======== GIVEN RECORDS

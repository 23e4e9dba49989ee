//! Trazar CLI - trace-replay performance harness
//!
//! Replays recorded rendering traces against every measurable target and
//! reports converged timing statistics. See `trazar --help` for the
//! option surface.

use clap::Parser;

use trazar::cli::{self, Cli};

fn main() {
    let cli = Cli::parse();
    if let Err(err) = cli::entrypoint(cli) {
        eprintln!("Error: {err}");
        std::process::exit(1);
    }
}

================

**WHAT IS EXPECTED:** The material above should be given again in full, exactly.

**WORKED SOLUTION:**
repository 23e4e9dba49989ee
//! Trazar CLI - trace-replay performance harness
//!
//! Replays recorded rendering traces against every measurable target and
//! reports converged timing statistics. See `trazar --help` for the
//! option surface.

use clap::Parser;

use trazar::cli::{self, Cli};

fn main() {
    let cli = Cli::parse();
    if let Err(err) = cli::entrypoint(cli) {
        eprintln!("Error: {err}");
        std::process::exit(1);
    }
}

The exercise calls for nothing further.